In 2015, the Football League announced that they would be changing their name—for the first time in their history—to the English Football league, to be commonly abbreviated to “EFL”. Designed to improve the League’s image abroad, hopes were high among administrators that this would lead to new positive publicity for the divisions.
However, while the rebrand itself has been only been met with ambivalence at worst, the accompanying changes to what used to be the Johnstone’s Paint Trophy—the cup competition for Leagues One and Two—have been received with significant animosity.
Fans’ reactions to the addition of Premier league and Championship under-23 sides has drawn substantial amounts of embarrassing coverage. With only 392 fans at Fleetwood’s first round EFL Trophy tie against Blackburn, hopes are not high for the second round of games taking place next week.
The introduction of Premier League B teams or academies to the Football League has been on the cards for some time now. In 2014, a Football Association commission proposed that Premier League teams would be able to have second teams competing in the Football League. Common in Spanish and German divisions, the idea is to give home-grown young players experience in senior leagues and potentially prepare them for the playing in the national side. Spain and Germany having won the last two world cups does lend this argument some extra weight.

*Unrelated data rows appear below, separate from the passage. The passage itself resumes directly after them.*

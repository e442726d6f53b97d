//! Persist a [`Dataset`] to disk in the trainer's binary layout.

use std::fs::{self, File};
use std::io::{self, BufWriter, Write};
use std::path::Path;

use crate::codec;
use crate::error::DatasetError;
use crate::schema::Dataset;

/// Write `dataset` to `path` atomically via a sibling temp file.
///
/// Bytes land in `<name>.tmp` first and are renamed over `path` once fully
/// flushed, so a reader never observes a partially written file. Returns the
/// number of bytes written.
pub fn write_dataset_file(dataset: &Dataset, path: &Path) -> Result<u64, DatasetError> {
    if let Some(parent) = path.parent() {
        fs::create_dir_all(parent).map_err(|source| DatasetError::file(parent, source))?;
    }
    let file_name = path.file_name().ok_or_else(|| {
        DatasetError::file(
            path,
            io::Error::new(io::ErrorKind::InvalidInput, "output path has no file name"),
        )
    })?;
    let mut tmp_name = file_name.to_os_string();
    tmp_name.push(".tmp");
    let tmp_path = path.with_file_name(tmp_name);

    let file = File::create(&tmp_path).map_err(|source| DatasetError::file(&tmp_path, source))?;
    let mut writer = BufWriter::new(file);
    codec::write_records(&mut writer, dataset)?;
    writer.flush()?;
    fs::rename(&tmp_path, path).map_err(|source| DatasetError::file(path, source))?;
    Ok(codec::encoded_len(dataset.len(), dataset.feature_count()))
}

#[cfg(test)]
mod tests {
    use tempfile::tempdir;

    use crate::schema::Record;

    use super::*;

    fn sample() -> Dataset {
        Dataset::from_records(
            2,
            vec![
                Record {
                    label: 1,
                    features: vec![10, 20],
                },
                Record {
                    label: 2,
                    features: vec![30, 40],
                },
            ],
        )
        .unwrap()
    }

    #[test]
    fn writes_the_documented_bytes_and_reports_their_count() {
        let td = tempdir().unwrap();
        let path = td.path().join("out.bin");

        let bytes = write_dataset_file(&sample(), &path).unwrap();
        assert_eq!(bytes, 10);

        let contents = fs::read(&path).unwrap();
        assert_eq!(contents, [0, 0, 0, 2, 1, 10, 20, 2, 30, 40]);
        assert_eq!(fs::metadata(&path).unwrap().len(), bytes);
    }

    #[test]
    fn creates_missing_parent_directories() {
        let td = tempdir().unwrap();
        let path = td.path().join("nested").join("deep").join("out.bin");

        write_dataset_file(&sample(), &path).unwrap();
        assert!(path.is_file());
    }

    #[test]
    fn replaces_an_existing_file_and_leaves_no_temp_behind() {
        let td = tempdir().unwrap();
        let path = td.path().join("out.bin");
        fs::write(&path, b"stale").unwrap();

        write_dataset_file(&sample(), &path).unwrap();

        let contents = fs::read(&path).unwrap();
        assert_eq!(contents[..4], [0, 0, 0, 2]);
        assert!(!td.path().join("out.bin.tmp").exists());
    }

    #[test]
    fn empty_dataset_is_just_the_header() {
        let td = tempdir().unwrap();
        let path = td.path().join("empty.bin");

        let bytes = write_dataset_file(&Dataset::new(784), &path).unwrap();
        assert_eq!(bytes, 4);
        assert_eq!(fs::read(&path).unwrap(), [0, 0, 0, 0]);
    }
}
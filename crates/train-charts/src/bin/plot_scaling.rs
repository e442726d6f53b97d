use std::path::PathBuf;

use anyhow::{Context, Result};
use clap::Parser;
use env_logger::Env;
use log::{info, warn};
use train_charts::{read_timing_log, render_scaling_chart};

#[derive(Debug, Parser)]
#[command(
    author,
    version,
    about = "Plot runtime against input size on log-log axes"
)]
struct Cli {
    /// Headerless size,seconds CSV of timing measurements
    #[arg(long, value_name = "FILE")]
    input: PathBuf,

    /// Destination SVG
    #[arg(long, value_name = "FILE", default_value = "time_vs_size.svg")]
    output: PathBuf,

    /// Factor applied to every reference curve (y = scale * f(n))
    #[arg(long, value_name = "X", default_value_t = 1e-6)]
    scale: f64,
}

fn main() -> Result<()> {
    let cli = Cli::parse();
    env_logger::Builder::from_env(Env::default().default_filter_or("info")).init();

    if cli.scale <= 0.0 {
        warn!(
            "scale {} leaves no positive curve points; reference curves will be omitted",
            cli.scale
        );
    }

    let samples = read_timing_log(&cli.input)?;
    render_scaling_chart(&samples, cli.scale, &cli.output)
        .with_context(|| format!("failed to render {}", cli.output.display()))?;
    info!(
        "Plotted {} measurements to {}",
        samples.len(),
        cli.output.display()
    );
    Ok(())
}
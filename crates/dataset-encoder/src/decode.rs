//! File-level decoding with a strict length check.

use std::fs::File;
use std::io::BufReader;
use std::path::Path;

use crate::codec::{self, HEADER_LEN};
use crate::error::DatasetError;
use crate::schema::Dataset;

/// Decode the dataset at `path`, supplying the out-of-band feature width.
///
/// Beyond reconstructing the records, this checks the size law
/// `4 + count * (1 + feature_count)` against the real file size, so a
/// mis-supplied width fails loudly whenever the two disagree.
pub fn decode_file(path: &Path, feature_count: usize) -> Result<Dataset, DatasetError> {
    let file = File::open(path).map_err(|source| DatasetError::file(path, source))?;
    let actual = file
        .metadata()
        .map_err(|source| DatasetError::file(path, source))?
        .len();
    if actual < HEADER_LEN {
        return Err(DatasetError::LengthMismatch {
            expected: HEADER_LEN,
            actual,
        });
    }

    let mut reader = BufReader::new(file);
    let dataset = codec::read_records(&mut reader, feature_count)?;

    let expected = codec::encoded_len(dataset.len(), feature_count);
    if actual != expected {
        return Err(DatasetError::LengthMismatch { expected, actual });
    }
    Ok(dataset)
}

However, any plans allowing B teams to play in the Football League have been vehemently opposed, with it being already blocked indefinitely by the league’s clubs. Many EFL teams see it as a power grab by the Premier League, rather than an earnest attempt to improve the chances of young players developing in the English system. Foreign youngsters being allowed for the under-23 sides in the EFL trophy further detracts from the argument that it is for developing the national team.
Also, the fact that the League One and Two clubs must themselves field full strength teams has incensed many, with fines of £5,000 per match being handed out to clubs who deliberately rest too many of their first team players. This prompted Portsmouth—whose fans are leading many of the protests against the competition—to say that they are prepared to pay the fines in order to rest the team for more important games.
The changes were voted through partly due to the Football League Trophy being largely seen as an irrelevance to the sides who played in it. Dwindling attendances and the competition being seen as largely a distraction from the task of being promoted, meant that there was much need for an overhaul. Some clubs were excited for the prospect of playing top premier league clubs, even if they were only to be their Under-23 teams.
Disappointingly for all of those clubs, the invitations were largely snubbed by the top sides. Liverpool, Arsenal, Manchester United and Manchester City were among clubs to turn down the prospect of playing in the EFL Trophy, and only 10 Premier League teams are playing in the tournament. The invitations had to be extended to Championship clubs in order to make up the numbers, which further added to the negative reception to the changes from the smaller clubs.
This is not to say that it has not been a total failure. Everton’s development squad manager David Unsworth—whose club did take up the invitation to compete—praised the opportunity for his players. He told BBC Sport that “it was really important that we entered this competition, come to places like this [The Macron Stadium] and experience a different kind of football.”
The main problem is that fixing the England team in the long-term is too big an issue to deal with in one action. Former Executive Director of the Football Association David Davies, told BBC Radio 4’s ‘The Reunion’ in April of this year that the problem is that there is too much of a “dysfunctional relationship” between the major football organisations in England. He added that “nobody can tell you what are the agreed priorities of English football”.
What this means is that any small actions to improve the England team, such as the EFL Trophy changes, have the potential to be met with ridicule. Anything short of a wholesale change to the structure or scheduling of English football can be easily dismissed as sweeping difficult decisions or potential conflict under the carpet.
The EFL are planning on expanding from three 24-team divisions to four 20-team divisions in three years’ time—in order to ease fixture congestion, and to improve the England team—and this has already been managed better than the Trophy was this year. On Thursday the EFL announced that they had totally rejected adding B teams to the expanded leagues, the speed and clarity of the decision will be well received around the EFL grounds. The prospect of adding Old Firm clubs was also rejected, again a good move from the league, as not only would this have opened new conflicts with the Scottish Professional Football League, and the Football Association, it would have made further mockery of the “English Football league” rebrand. Shutting these debates down early on—the League’s chiefs will surely hope—will cut down on speculation over the league’s future and any further prospect for protest.
The EFL Trophy is only going into its second round of matches this year, and already has made a lot of unfortunate headlines. The EFL chiefs will be hoping that this will die down as the tournament goes on, and that the rebrand will draw in enough positive interest from foreign media for it to eventually be deemed a success.
Attendances rising above club record lows will be a promising start.